News

Supreme Court Decision Could Delay Yankee Relicensing

April 4, 2009, McClatchy-Tribune Regional News - Bob Audette Brattleboro Reformer,
Vt.

A U.S. Supreme Court decision rendered on April 1 could delay the
relicensing of Vermont Yankee nuclear power plant. But then again, the
decision might not affect the relicensing at all.

"We are sort of in limbo, not knowing what the rules are going to be,"
said Catherine Gjessing, legal counsel for Vermont's Agency of Natural
Resources.

"It will probably cause further delay," said Pat Parenteau, a former
director of Vermont Law School's Environmental Law Center and of the
Environmental and Natural Resources Law Clinic.

In 2004, The Environmental Protection Agency established national
regulations for existing power plants requiring cost-benefit analyses of
upgrades made to cooling systems to reduce their impact on aquatic life.

The EPA's regulations were challenged by a suit filed by Riverkeeper,
an environmental group dedicated to protecting the Hudson River. Along with
six states, Riverkeeper contended that the 2004 regulations set weak
standards and allowed power plants to seek variances to the "best technology
available" clause in the Clean Water Act.

The U.S. Court of Appeals struck down the regulations, and ruled that
the clause prohibits EPA from comparing costs to benefits and requires EPA
to mandate use of the technology whose costs can reasonably be borne by
industry.

But several energy companies, including Entergy, appealed the decision
to the Supreme Court, which concluded that such an analysis is not required
under the Clean Water Act, though the EPA has the authority to ask for one.
The court remanded the matter to the EPA.
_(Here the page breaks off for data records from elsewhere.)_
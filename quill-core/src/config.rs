//! Query options and the process-wide default database

use std::fmt;
use std::sync::{Arc, OnceLock};

use serde::Deserialize;

use crate::executor::Database;
use crate::{Error, Result};

/// How GROUP BY, HAVING and ORDER BY expressions reach the database
#[derive(Debug, Clone, Copy, Default, PartialEq, Eq, Deserialize)]
#[serde(rename_all = "lowercase")]
pub enum ClauseStyle {
    /// Each expression is sent as a bound `?` parameter and clauses follow
    /// the fixed order GROUP BY, HAVING, WHERE, ORDER BY, LIMIT, OFFSET.
    #[default]
    Bound,
    /// Expressions are checked against a strict identifier grammar and
    /// written into the SQL text in standard clause order.
    Inline,
}

/// Per-chain configuration, fixed when the chain root is created
#[derive(Clone, Default, Deserialize)]
#[serde(default)]
pub struct Options {
    #[serde(skip)]
    database: Option<Arc<dyn Database>>,
    table: Option<String>,
    clause_style: ClauseStyle,
}

impl Options {
    pub fn new() -> Self {
        Self::default()
    }

    /// Client used by this chain, overriding the process default
    pub fn database(mut self, database: Arc<dyn Database>) -> Self {
        self.database = Some(database);
        self
    }

    /// Default subject table, used when the chain never calls `from()`
    pub fn table(mut self, table: impl Into<String>) -> Self {
        self.table = Some(table.into());
        self
    }

    pub fn clause_style(mut self, style: ClauseStyle) -> Self {
        self.clause_style = style;
        self
    }

    pub fn get_database(&self) -> Option<&Arc<dyn Database>> {
        self.database.as_ref()
    }

    pub fn get_table(&self) -> Option<&str> {
        self.table.as_deref()
    }

    pub fn get_clause_style(&self) -> ClauseStyle {
        self.clause_style
    }
}

impl fmt::Debug for Options {
    fn fmt(&self, f: &mut fmt::Formatter<'_>) -> fmt::Result {
        f.debug_struct("Options")
            .field("database", &self.database.as_ref().map(|_| "<database>"))
            .field("table", &self.table)
            .field("clause_style", &self.clause_style)
            .finish()
    }
}

static DEFAULT_DATABASE: OnceLock<Arc<dyn Database>> = OnceLock::new();

/// Install the process-wide default database.
///
/// It is used by every chain whose options carry no database. It can be set
/// once per process, later calls fail instead of rebinding it.
pub fn set_default_database(database: Arc<dyn Database>) -> Result<()> {
    DEFAULT_DATABASE
        .set(database)
        .map_err(|_| Error::configuration("default database is already configured"))?;
    tracing::info!("default database configured");
    Ok(())
}

/// The process-wide default database, if one was installed
pub fn default_database() -> Option<Arc<dyn Database>> {
    DEFAULT_DATABASE.get().cloned()
}

#[cfg(test)]
mod tests {
    use super::*;

    #[test]
    fn test_options_builder() {
        let options = Options::new()
            .table("shaders")
            .clause_style(ClauseStyle::Inline);
        assert_eq!(options.get_table(), Some("shaders"));
        assert_eq!(options.get_clause_style(), ClauseStyle::Inline);
        assert!(options.get_database().is_none());
    }

    #[test]
    fn test_options_deserialize() {
        let options: Options =
            serde_json::from_str(r#"{"table": "users", "clause_style": "inline"}"#).unwrap();
        assert_eq!(options.get_table(), Some("users"));
        assert_eq!(options.get_clause_style(), ClauseStyle::Inline);

        let options: Options = serde_json::from_str("{}").unwrap();
        assert_eq!(options.get_table(), None);
        assert_eq!(options.get_clause_style(), ClauseStyle::Bound);
    }

    #[test]
    fn test_options_debug_hides_database() {
        let debug = format!("{:?}", Options::new().table("users"));
        assert!(debug.contains("table: Some(\"users\")"));
        assert!(debug.contains("database: None"));
    }
}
"The outcome of the case is not necessarily bad news," said David
Deen, river steward for the Connecticut River Watershed Council, who said a
new EPA under the Obama Administration may respond differently from the EPA
under the Bush Administration.

"I hope this EPA will be a very different one than the one that came
up with this goofy idea of cost/benefit."

"The EPA is free to make a brand new decision," said Parenteau, adding
it could take EPA quite a while to make its decision, especially if it's in
opposition to the previous administration's decision.

Entergy wants the EPA to apply cost-benefit analyses to both its
fossil-fuel plants and its nuclear plants, said Chuck Barlow, assistant
counsel general for Entergy Corporation, which owns and operates Vermont
Yankee and Indian Point.

It boils down to the phrase "wholly disproportionate," he said.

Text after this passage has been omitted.